Arab News
Arab news, Wed, Oct 29, 2025 | Jumada al-Awwal 7, 1447
FII9: Standard Chartered ‘very optimistic’ about Saudi Arabia amid investment boom — CEO
Saudi Arabia:
London-based Standard Chartered bank is ramping up
operations in Saudi Arabia as it seeks to capture opportunities from the
Kingdom’s rapid economic transformation, according to Group CEO Bill Winters.
Speaking to Asharq Bloomberg on the sidelines of
the Future Investment Initiative in Riyadh, Winters said the lender
believes Saudi Arabia is going through a “fundamental investment boom” amid
rapid economic change.
Winters’ comments underscore the key role
international banks are playing in Saudi Arabia’s Vision 2030, a strategic
framework to diversify the economy away from oil dependence.

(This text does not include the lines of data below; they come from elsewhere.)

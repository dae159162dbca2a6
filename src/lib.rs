//! Plain numeric engine for the anonymous-voting circuits.
//!
//! Everything the circuits compute inside the constraint system is computed
//! here a second time with ordinary big-integer arithmetic: field operations
//! modulo the ALT-BN128 scalar prime, MiMC7 hashing, scalar multiplication
//! on the embedded Montgomery curve, Merkle authentication paths, and the
//! homomorphic ballot encoding. Witness generation assigns these values to
//! the circuit wires, and verification drivers compare them against the
//! constraint-side outputs, so the two implementations have to agree
//! bit-for-bit.

pub mod crypto;
pub mod error;
pub mod witness;

pub use error::CryptoError;
//! Homomorphic ballot encoding on the curve group.
//!
//! A ballot message is lifted into two related exponents so that adding the
//! encodings of many ballots point-wise yields the encoding of the message
//! sum. Recovering the sum from a combined encoding is the tally
//! authority's job and happens outside this crate.

use num_bigint::BigUint;
use rayon::prelude::*;

use crate::crypto::curve::AffinePoint;
use crate::error::CryptoError;

/// The four bases a ballot encoding is built on: the shared generator `G`,
/// the tally authority's public point `U`, and the per-election pair
/// `(S, T)` handed out at registration.
#[derive(Clone, Debug)]
pub struct ElectionBases {
    pub g: AffinePoint,
    pub u: AffinePoint,
    pub s: AffinePoint,
    pub t: AffinePoint,
}

/// One encoded ballot. The two components only carry meaning as a pair.
#[derive(Clone, PartialEq, Eq, Debug)]
pub struct VoteEncoding {
    pub v: AffinePoint,
    pub w: AffinePoint,
}

impl VoteEncoding {
    /// `v = r*G + msg*S`, `w = r*U + msg*T`. The randomizer is supplied by
    /// the caller; this crate contains no randomness of its own.
    pub fn encode(
        bases: &ElectionBases,
        msg: &BigUint,
        randomizer: &BigUint,
    ) -> Result<Self, CryptoError> {
        let v = bases
            .g
            .scalar_mul(randomizer)?
            .add(&bases.s.scalar_mul(msg)?)?;
        let w = bases
            .u
            .scalar_mul(randomizer)?
            .add(&bases.t.scalar_mul(msg)?)?;
        Ok(Self { v, w })
    }

    /// Point-wise sum of two encodings.
    pub fn combine(&self, other: &Self) -> Result<Self, CryptoError> {
        Ok(Self {
            v: self.v.add(&other.v)?,
            w: self.w.add(&other.w)?,
        })
    }
}

/// Sums a batch of encodings. Point addition is associative and
/// commutative, so the reduction order does not matter and the work is
/// spread across threads.
///
/// # Panics
///
/// Panics on an empty slice.
pub fn combine_all(encodings: &[VoteEncoding]) -> Result<VoteEncoding, CryptoError> {
    assert!(
        !encodings.is_empty(),
        "combine_all requires at least one encoding"
    );
    encodings
        .par_iter()
        .map(|encoding| Ok::<VoteEncoding, CryptoError>(encoding.clone()))
        .try_reduce_with(|a, b| a.combine(&b))
        .expect("checked non-empty above")
}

“We’re very optimistic about Saudi,” Winters said.
“We opened up a full bank ... have a full banking license in Saudi going back
about five years, which we’re fully ramping up as we speak — building quite
substantially in the Kingdom,” he said.
The CEO added: “We’re quite fortunate in terms of
timing that we were granted this license at a time when Saudi is going through
such a fundamental investment boom and transformation.”
Winters emphasized that the bank aims to act as a
bridge between international investors and Saudi companies expanding abroad,
while also supporting the country’s evolving capital markets.
“We’re in a position to bring international
investors to Saudi to represent and to finance and provide services to Saudi
companies going abroad, supporting trade flows in the region,” he said.
Winters added: “We’re a leading issuer in the debt
capital markets across the region and within the Kingdom, absolutely. The
Kingdom has reformed tremendously. The financial markets are evolving quickly.”
The executive noted that the key challenge now is
ensuring that sufficient funding — domestic and foreign — reaches Saudi Arabia’s
ambitious development pipeline.
“The key now is to make sure that there’s enough
money, either in the Kingdom, or coming from outside,” Winters said. “We have
our own balance sheet, which we bring to bear in the Kingdom. We have very
substantial exposures in the Kingdom.”
A key part of their strategy involves originating
credit for major infrastructure projects, which are then channeled to non-bank
investors such as private credit funds, insurance companies, and pension funds.
Winters concluded by stressing that Saudi Arabia’s
growth ambitions can be met if the right capital connections continue to form.
“There’s enough money in the world to fund the
growth aspirations of Saudi,” he said. “What we need to do is connect it with
the project, which is happening — but there’s no fast-growing major economy in
the world that relies extraordinarily on banks.”